Il est de foi que les schismatiques et les hérétiques – ce que sont les mal nommés « orthodoxes » – sont en dehors de la communion des saints (Saint Pie X, Catéchisme de la doctrine chrétienne, 124) :
« Celui-là est hors de la communion des saints qui est hors de l’Église, tels les damnés, les infidèles, les Juifs, les hérétiques, les apostats, les schismatiques et les excommuniés. »
Il va de soi que les moyens de la sainteté ne se trouve que dans l’Église (Saint Pie X, Catéchisme de la doctrine chrétienne, 124) :
« Les moyens de sainteté et de salut sont communs à tous les hommes appartenant à l’Église, c’est-à-dire aux fidèles qui, dans les écrits apostoliques, sont appelés saints ; leur communion ou participation à ces moyens est, dès lors, une communion des saints à des choses saintes. »
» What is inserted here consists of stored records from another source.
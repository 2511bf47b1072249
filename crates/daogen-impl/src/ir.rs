// SPDX-FileCopyrightText: 2025-2026 RAprogramm <andrey.rozanov.vl@gmail.com>
// SPDX-License-Identifier: MIT

//! Intermediate representation of a generated implementation.
//!
//! [`ImplPlan`] records what was decided for an interface: helper fields,
//! row adapters, method bodies and required converters. Printing it is the
//! job of [`crate::assemble`], so tests can inspect decisions without
//! parsing emitted code.

use proc_macro2::TokenStream;
use syn::{Ident, Type};

use crate::model::Concurrency;

/// A shared helper stored as a field of the generated type.
#[derive(Debug, Clone)]
pub struct FieldDecl {
    /// Field name.
    pub ident: Ident,

    /// Field type.
    pub ty: TokenStream,

    /// Initializer; may refer to the `__db` handle.
    pub init: TokenStream,

    /// Uniqueness signature.
    pub key: String,

    /// Structural identity of the entity behind the helper.
    pub fingerprint: String
}

/// An associated function converting the current cursor row into an entity.
#[derive(Debug, Clone)]
pub struct RowAdapterDecl {
    /// Function name.
    pub ident: Ident,

    /// Entity type name.
    pub entity: Ident,

    /// Structural identity of the entity.
    pub fingerprint: String,

    /// Function body.
    pub body: TokenStream
}

/// One generated trait method.
#[derive(Debug, Clone)]
pub struct MethodPlan {
    /// Method name.
    pub name: Ident,

    /// Category tag, e.g. `"read query"`.
    pub category: &'static str,

    /// Delivery kind.
    pub concurrency: Concurrency,

    /// Signature without the body.
    pub signature: TokenStream,

    /// Body statements.
    pub body: TokenStream
}

/// Everything needed to print one implementation.
#[derive(Debug, Clone)]
pub struct ImplPlan {
    /// Implemented trait.
    pub trait_name: Ident,

    /// Generated type.
    pub impl_name: Ident,

    /// Runtime crate path.
    pub runtime: syn::Path,

    /// Constructor argument type replacing `Arc<Database>`.
    pub backing_type: Option<Type>,

    /// Shared helper fields in discovery order.
    pub fields: Vec<FieldDecl>,

    /// Row adapters in discovery order.
    pub row_adapters: Vec<RowAdapterDecl>,

    /// Methods in declaration order.
    pub methods: Vec<MethodPlan>,

    /// Sorted, deduplicated converter paths.
    pub converters: Vec<String>
}

impl ImplPlan {
    /// Look up a method plan by name.
    pub fn method(&self, name: &str) -> Option<&MethodPlan> {
        self.methods.iter().find(|m| m.name == name)
    }

    /// Look up a helper field by uniqueness signature.
    pub fn field(&self, key: &str) -> Option<&FieldDecl> {
        self.fields.iter().find(|f| f.key == key)
    }
}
7. Dieu agit à travers les fausses religions, l’Église valorise cette action (Bergoglio, Fratelli Tutti, 277)
« L’Église valorise l’action de Dieu dans les autres religions. »
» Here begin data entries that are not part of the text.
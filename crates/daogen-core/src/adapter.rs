// SPDX-FileCopyrightText: 2025-2026 RAprogramm <andrey.rozanov.vl@gmail.com>
// SPDX-License-Identifier: MIT

//! Entity write adapters.
//!
//! Shortcut methods (insert, delete, update, upsert) share one adapter per
//! entity, conflict policy and operation. An adapter owns a
//! [`SharedStatement`] and a binder function that writes the entity's
//! columns into it. Each write invalidates the adapter's table, including
//! rows removed by `OR REPLACE`, which SQLite's update hook does not report.
//!
//! | Adapter | Single | Many | Returns |
//! |---------|--------|------|---------|
//! | [`InsertAdapter`] | `insert` | `insert_all` | nothing, row id, row ids |
//! | [`DeleteOrUpdateAdapter`] | `handle` | `handle_multiple` | affected rows |
//! | [`UpsertAdapter`] | `upsert` | `upsert_all` | nothing, row id, row ids |

use std::sync::Arc;

use tracing::trace;

use crate::{database::Database, error::DaoError, query::SqlQuery, shared::SharedStatement};

/// Writes the columns of `T` into a statement.
pub type Binder<T> = fn(&mut SqlQuery, &T);

/// Inserts entities of type `T`.
pub struct InsertAdapter<T> {
    db:        Arc<Database>,
    table:     String,
    statement: SharedStatement,
    binder:    Binder<T>
}

impl<T> InsertAdapter<T> {
    /// Create an adapter for the `INSERT` statement `sql` on `table`.
    pub fn new(
        db: Arc<Database>,
        table: &str,
        sql: &str,
        arg_count: usize,
        binder: Binder<T>
    ) -> Self {
        Self {
            db,
            table: table.to_owned(),
            statement: SharedStatement::new(sql, arg_count),
            binder
        }
    }

    /// Insert one entity.
    pub fn insert(&self, entity: &T) -> Result<(), DaoError> {
        self.insert_and_return_id(entity).map(drop)
    }

    /// Insert one entity, returning its row id or `-1` when it was ignored.
    pub fn insert_and_return_id(&self, entity: &T) -> Result<i64, DaoError> {
        let mut stmt = self.statement.acquire();
        (self.binder)(&mut stmt, entity);
        self.db.execute_insert_on(&stmt, &[self.table.as_str()])
    }

    /// Insert every entity.
    pub fn insert_all<'a>(&self, entities: impl IntoIterator<Item = &'a T>) -> Result<(), DaoError>
    where
        T: 'a
    {
        for entity in entities {
            self.insert_and_return_id(entity)?;
        }
        Ok(())
    }

    /// Insert every entity, returning the row ids in input order.
    pub fn insert_and_return_ids<'a>(
        &self,
        entities: impl IntoIterator<Item = &'a T>
    ) -> Result<Vec<i64>, DaoError>
    where
        T: 'a
    {
        entities
            .into_iter()
            .map(|entity| self.insert_and_return_id(entity))
            .collect()
    }
}

impl<T> Clone for InsertAdapter<T> {
    fn clone(&self) -> Self {
        Self {
            db:        Arc::clone(&self.db),
            table:     self.table.clone(),
            statement: self.statement.clone(),
            binder:    self.binder
        }
    }
}

/// Deletes or updates entities of type `T` by primary key.
pub struct DeleteOrUpdateAdapter<T> {
    db:        Arc<Database>,
    table:     String,
    statement: SharedStatement,
    binder:    Binder<T>
}

impl<T> DeleteOrUpdateAdapter<T> {
    /// Create an adapter for the `DELETE` or `UPDATE` statement `sql` on `table`.
    pub fn new(
        db: Arc<Database>,
        table: &str,
        sql: &str,
        arg_count: usize,
        binder: Binder<T>
    ) -> Self {
        Self {
            db,
            table: table.to_owned(),
            statement: SharedStatement::new(sql, arg_count),
            binder
        }
    }

    /// Apply the statement to one entity; yields the affected row count.
    pub fn handle(&self, entity: &T) -> Result<usize, DaoError> {
        let mut stmt = self.statement.acquire();
        (self.binder)(&mut stmt, entity);
        self.db.execute_on(&stmt, &[self.table.as_str()])
    }

    /// Apply the statement to every entity; yields the total count.
    pub fn handle_multiple<'a>(
        &self,
        entities: impl IntoIterator<Item = &'a T>
    ) -> Result<usize, DaoError>
    where
        T: 'a
    {
        let mut total = 0;
        for entity in entities {
            total += self.handle(entity)?;
        }
        Ok(total)
    }
}

impl<T> Clone for DeleteOrUpdateAdapter<T> {
    fn clone(&self) -> Self {
        Self {
            db:        Arc::clone(&self.db),
            table:     self.table.clone(),
            statement: self.statement.clone(),
            binder:    self.binder
        }
    }
}

/// Inserts entities, updating them instead when the key already exists.
pub struct UpsertAdapter<T> {
    insert: InsertAdapter<T>,
    update: DeleteOrUpdateAdapter<T>
}

impl<T> UpsertAdapter<T> {
    /// Pair an insert with the update used on conflict.
    pub fn new(insert: InsertAdapter<T>, update: DeleteOrUpdateAdapter<T>) -> Self {
        Self {
            insert,
            update
        }
    }

    /// Upsert one entity.
    pub fn upsert(&self, entity: &T) -> Result<(), DaoError> {
        self.upsert_and_return_id(entity).map(drop)
    }

    /// Upsert one entity, returning the new row id, or `-1` when an
    /// existing row was updated.
    pub fn upsert_and_return_id(&self, entity: &T) -> Result<i64, DaoError> {
        match self.insert.insert_and_return_id(entity) {
            Err(err) if err.is_unique_constraint() => {
                trace!(error = %err, "insert conflicted, updating");
                self.update.handle(entity)?;
                Ok(-1)
            }
            other => other
        }
    }

    /// Upsert every entity.
    pub fn upsert_all<'a>(&self, entities: impl IntoIterator<Item = &'a T>) -> Result<(), DaoError>
    where
        T: 'a
    {
        for entity in entities {
            self.upsert_and_return_id(entity)?;
        }
        Ok(())
    }

    /// Upsert every entity, returning one id per entity in input order.
    pub fn upsert_and_return_ids<'a>(
        &self,
        entities: impl IntoIterator<Item = &'a T>
    ) -> Result<Vec<i64>, DaoError>
    where
        T: 'a
    {
        entities
            .into_iter()
            .map(|entity| self.upsert_and_return_id(entity))
            .collect()
    }
}

impl<T> Clone for UpsertAdapter<T> {
    fn clone(&self) -> Self {
        Self {
            insert: self.insert.clone(),
            update: self.update.clone()
        }
    }
}

#[cfg(all(test, feature = "sqlite"))]
mod tests {
    use super::*;
    use crate::SqliteEngine;

    struct Tag {
        id:    i64,
        label: String
    }

    fn db() -> Arc<Database> {
        let engine = SqliteEngine::open_in_memory().unwrap();
        engine
            .execute_batch("CREATE TABLE tags (id INTEGER PRIMARY KEY, label TEXT NOT NULL)")
            .unwrap();
        Arc::new(Database::new(engine))
    }

    fn insert_adapter(db: &Arc<Database>, policy: &str) -> InsertAdapter<Tag> {
        InsertAdapter::new(
            Arc::clone(db),
            "tags",
            &format!("INSERT OR {policy} INTO `tags` (`id`,`label`) VALUES (?,?)"),
            2,
            |stmt, tag| {
                stmt.bind(1, &tag.id);
                stmt.bind(2, &tag.label);
            }
        )
    }

    fn update_adapter(db: &Arc<Database>) -> DeleteOrUpdateAdapter<Tag> {
        DeleteOrUpdateAdapter::new(
            Arc::clone(db),
            "tags",
            "UPDATE OR ABORT `tags` SET `id` = ?,`label` = ? WHERE `id` = ?",
            3,
            |stmt, tag| {
                stmt.bind(1, &tag.id);
                stmt.bind(2, &tag.label);
                stmt.bind(3, &tag.id);
            }
        )
    }

    fn label(db: &Database, id: i64) -> Option<String> {
        let mut query = SqlQuery::acquire("SELECT label FROM tags WHERE id = ?", 1);
        query.bind(1, &id);
        let mut cursor = db.query(&query, None).unwrap();
        if cursor.move_to_next().unwrap() {
            Some(cursor.get(0).unwrap())
        } else {
            None
        }
    }

    fn tag(id: i64, label: &str) -> Tag {
        Tag {
            id,
            label: label.into()
        }
    }

    #[test]
    fn insert_returns_ids_in_order() {
        let db = db();
        let adapter = insert_adapter(&db, "ABORT");
        let ids = adapter
            .insert_and_return_ids(&[tag(3, "c"), tag(9, "i")])
            .unwrap();
        assert_eq!(ids, vec![3, 9]);
    }

    #[test]
    fn ignored_insert_yields_minus_one() {
        let db = db();
        let adapter = insert_adapter(&db, "IGNORE");
        adapter.insert(&tag(1, "a")).unwrap();
        assert_eq!(adapter.insert_and_return_id(&tag(1, "b")).unwrap(), -1);
        assert_eq!(label(&db, 1).as_deref(), Some("a"));
    }

    #[test]
    fn update_counts_rows() {
        let db = db();
        insert_adapter(&db, "ABORT")
            .insert_all(&[tag(1, "a"), tag(2, "b")])
            .unwrap();
        let changed = update_adapter(&db)
            .handle_multiple(&[tag(1, "x"), tag(5, "missing")])
            .unwrap();
        assert_eq!(changed, 1);
        assert_eq!(label(&db, 1).as_deref(), Some("x"));
    }

    #[test]
    fn upsert_falls_back_to_update() {
        let db = db();
        let adapter = UpsertAdapter::new(insert_adapter(&db, "ABORT"), update_adapter(&db));
        assert_eq!(adapter.upsert_and_return_id(&tag(4, "new")).unwrap(), 4);
        assert_eq!(adapter.upsert_and_return_id(&tag(4, "newer")).unwrap(), -1);
        assert_eq!(label(&db, 4).as_deref(), Some("newer"));
    }

    #[test]
    fn abort_conflict_surfaces_unique_error() {
        let db = db();
        let adapter = insert_adapter(&db, "ABORT");
        adapter.insert(&tag(1, "a")).unwrap();
        assert!(adapter.insert(&tag(1, "b")).unwrap_err().is_unique_constraint());
    }
}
Par définition, Dieu n’agit pas à travers les faux cultes et les faux dieux. L’Église ne valorise aucune autre religion que le catholicisme, car les fausses religions damnent (Léon XII, Ubi Primum, lettre encyclique, 5 mai 1824) :
« Il est impossible au Dieu véritable — la Vérité même, le meilleur, le plus sage Dispensateur, et le Rémunérateur des hommes bons — d’approuver toutes les sectes qui professent de faux enseignements souvent incompatibles et contradictoires entre eux, et de conférer à leurs membres des récompenses éternelles… par foi divine nous tenons un seul Seigneur, une seule foi, un seul baptême… C’est pourquoi nous professons qu’il n’y a pas de salut en dehors de l’Église. »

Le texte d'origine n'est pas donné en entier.